Orfield’s UCLA team previously documented how court decisions since 1991 had gradually eroded the halting progress in integration. Segregation remains a marker for inequality, just as it was in the 1950s, he said.
But nuances underlie the data. Locally based ICEF Public Schools grew out of an after-school and summer program in a predominantly black neighborhood. Its early families included many middle-class blacks, many of whom sent their children to parochial or other private schools. ICEF brought them into or back to public education.
Word of mouth spread, and the organization continued to serve virtually all-black enrollments — even as Latino families increased in the neighborhood and as ICEF expanded beyond predominantly black enclaves.
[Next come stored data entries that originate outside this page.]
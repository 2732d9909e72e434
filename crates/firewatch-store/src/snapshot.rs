//! Snapshot parsing.
//!
//! The store's root fetch returns one JSON object per location. Inside a
//! location, the `"configuration"` key holds the escalation policy and
//! every `room*` key holds one room's raw readings; anything else
//! (`"alarm"`, bookkeeping fields) is ignored. Parsing is pure and
//! lossy-by-design: malformed entries are skipped with a warning, never
//! fatal, and the raw value is left untouched — re-parsing the same tree
//! yields the same snapshot.

use std::collections::BTreeMap;
use std::str::FromStr;

use chrono::{DateTime, Utc};
use firewatch_types::{LocationConfig, RoomData, SensorKind, SensorValue, ThresholdBand};
use serde_json::Value;
use tracing::{debug, warn};

/// Prefix identifying room entries inside a location ("room1", "roomA", …).
pub const ROOM_KEY_PREFIX: &str = "room";

/// `true` when a location entry names a room.
pub fn is_room_key(key: &str) -> bool {
    key.starts_with(ROOM_KEY_PREFIX)
}

/// The full store tree for one polling cycle.
#[derive(Debug, Clone)]
pub struct StoreSnapshot {
    pub fetched_at: DateTime<Utc>,
    pub locations: BTreeMap<String, LocationSnapshot>,
}

impl StoreSnapshot {
    /// Stamp a freshly parsed location map with the current time.
    pub fn new(locations: BTreeMap<String, LocationSnapshot>) -> Self {
        Self {
            fetched_at: Utc::now(),
            locations,
        }
    }
}

/// One location's configuration and rooms.
#[derive(Debug, Clone)]
pub struct LocationSnapshot {
    /// `None` when the location has no `"configuration"` entry at all —
    /// the evaluator skips such locations for the cycle.
    pub config: Option<LocationConfig>,
    pub rooms: BTreeMap<String, RoomData>,
}

/// Parse the root fetch payload into per-location snapshots.
///
/// Non-object location values are skipped with a warning.
pub fn parse_snapshot(raw: &Value) -> BTreeMap<String, LocationSnapshot> {
    let Some(locations) = raw.as_object() else {
        warn!("store root is not an object; treating as empty");
        return BTreeMap::new();
    };

    locations
        .iter()
        .filter_map(|(location, value)| {
            if !value.is_object() {
                warn!(location = %location, "location entry is not an object; skipping");
                return None;
            }
            Some((location.clone(), parse_location(value)))
        })
        .collect()
}

/// Parse one location object: optional configuration plus its rooms.
pub fn parse_location(raw: &Value) -> LocationSnapshot {
    let config = raw.get("configuration").map(parse_config);

    let mut rooms = BTreeMap::new();
    if let Some(entries) = raw.as_object() {
        for (key, value) in entries {
            if !is_room_key(key) {
                continue;
            }
            match value.as_object() {
                Some(_) => {
                    rooms.insert(key.clone(), parse_room(value));
                }
                None => warn!(room = %key, "room entry is not an object; skipping"),
            }
        }
    }

    LocationSnapshot { config, rooms }
}

/// Parse one room object into raw readings.
///
/// Non-scalar entries (nested objects, arrays, nulls) are dropped; they
/// cannot be sensor readings.
fn parse_room(raw: &Value) -> RoomData {
    let mut room = RoomData::new();
    if let Some(entries) = raw.as_object() {
        for (key, value) in entries {
            match serde_json::from_value::<SensorValue>(value.clone()) {
                Ok(reading) => {
                    room.insert(key.clone(), reading);
                }
                Err(_) => debug!(sensor = %key, "non-scalar room entry; ignoring"),
            }
        }
    }
    room
}

/// Parse a location's `"configuration"` value.
///
/// This is the configuration ingress point: keys are normalized through
/// [`SensorKind::from_str`] (which folds the legacy `"temperature"` alias
/// into `temp`), band edges and ranks are coerced through
/// [`SensorValue::as_f64`], and unusable entries are skipped with a
/// warning. A thresholds/priorities block that is absent stays `None` so
/// the voter can fail closed.
pub fn parse_config(raw: &Value) -> LocationConfig {
    let thresholds = raw.get("thresholds").map(parse_thresholds);
    let priorities = raw.get("priorities").map(parse_priorities);
    LocationConfig::new(thresholds, priorities)
}

fn parse_thresholds(raw: &Value) -> BTreeMap<SensorKind, ThresholdBand> {
    let mut bands = BTreeMap::new();
    let Some(entries) = raw.as_object() else {
        warn!("thresholds block is not an object");
        return bands;
    };

    for (key, value) in entries {
        let Ok(kind) = SensorKind::from_str(key) else {
            debug!(key = %key, "unknown threshold key; skipping");
            continue;
        };
        let (Some(medium), Some(maximum)) = (
            value.get("medium").and_then(coerce_number),
            value.get("maximum").and_then(coerce_number),
        ) else {
            warn!(factor = %kind, "threshold band missing or non-numeric; skipping");
            continue;
        };
        bands.insert(kind, ThresholdBand { medium, maximum });
    }
    bands
}

fn parse_priorities(raw: &Value) -> BTreeMap<SensorKind, f64> {
    let mut ranks = BTreeMap::new();
    let Some(entries) = raw.as_object() else {
        warn!("priorities block is not an object");
        return ranks;
    };

    for (key, value) in entries {
        let Ok(kind) = SensorKind::from_str(key) else {
            debug!(key = %key, "unknown priority key; skipping");
            continue;
        };
        match coerce_number(value) {
            Some(rank) => {
                ranks.insert(kind, rank);
            }
            None => warn!(factor = %kind, "priority rank is not numeric; skipping"),
        }
    }
    ranks
}

/// Coerce a JSON scalar to a float through the reading rules (numbers,
/// numeric strings, booleans).
fn coerce_number(value: &Value) -> Option<f64> {
    serde_json::from_value::<SensorValue>(value.clone())
        .ok()
        .and_then(|v| v.as_f64())
}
Parent Kawana Midgette, a human resources specialist, considers the black enrollment a bonus at View Park Preparatory Accelerated Charter Middle School; it helps instill strong engagement with black culture and history, she said. But her daughter is at ICEF for the academic rigor: College is mandatory for the eighth-grader, Midgette said.
ICEF’s ongoing evolution now includes two schools with Latino majorities, said founder and Chief Executive Mike Piscal. “We became a brand among African Americans as the place to go, but we want to be open to all Angelenos.”
Integrating with white students, he added, is not an option in the areas he serves.
L.A. Unified also includes charters with high white enrollments; about half were traditional schools that already had high white enrollments when they became charters.
Some charter organizations serve largely low-income Latino enrollments — in neighborhoods where nearly all students match that description. Such charter organizations as the Alliance for College-Ready Public Schools have, in effect, tried to make segregation irrelevant by offering a college-prep curriculum in small classes within small schools.
The school district itself has left behind integration as a primary goal. Its school construction program, for example, is aimed at returning students to their neighborhood schools rather than their being bused elsewhere. But segregation is exacerbated in the process.
Given a school district that is 9% white, segregated by income and race, and predominantly poor, school quality has to trump hard-to-achieve integration, said L.A. schools Supt. Ramon C. Cortines.
“If charter schools are doing the job for the student, and it is a better job” than the traditional school, Cortines said, “I’m not as concerned about the racial isolation.”
Orfield’s team isn’t ready to surrender on integration. He proposes expanding magnet schools, which are special programs designed to attract diverse enrollments and thus promote desegregation. Alternatively, he said, charters should be required — and helped — to promote diversity.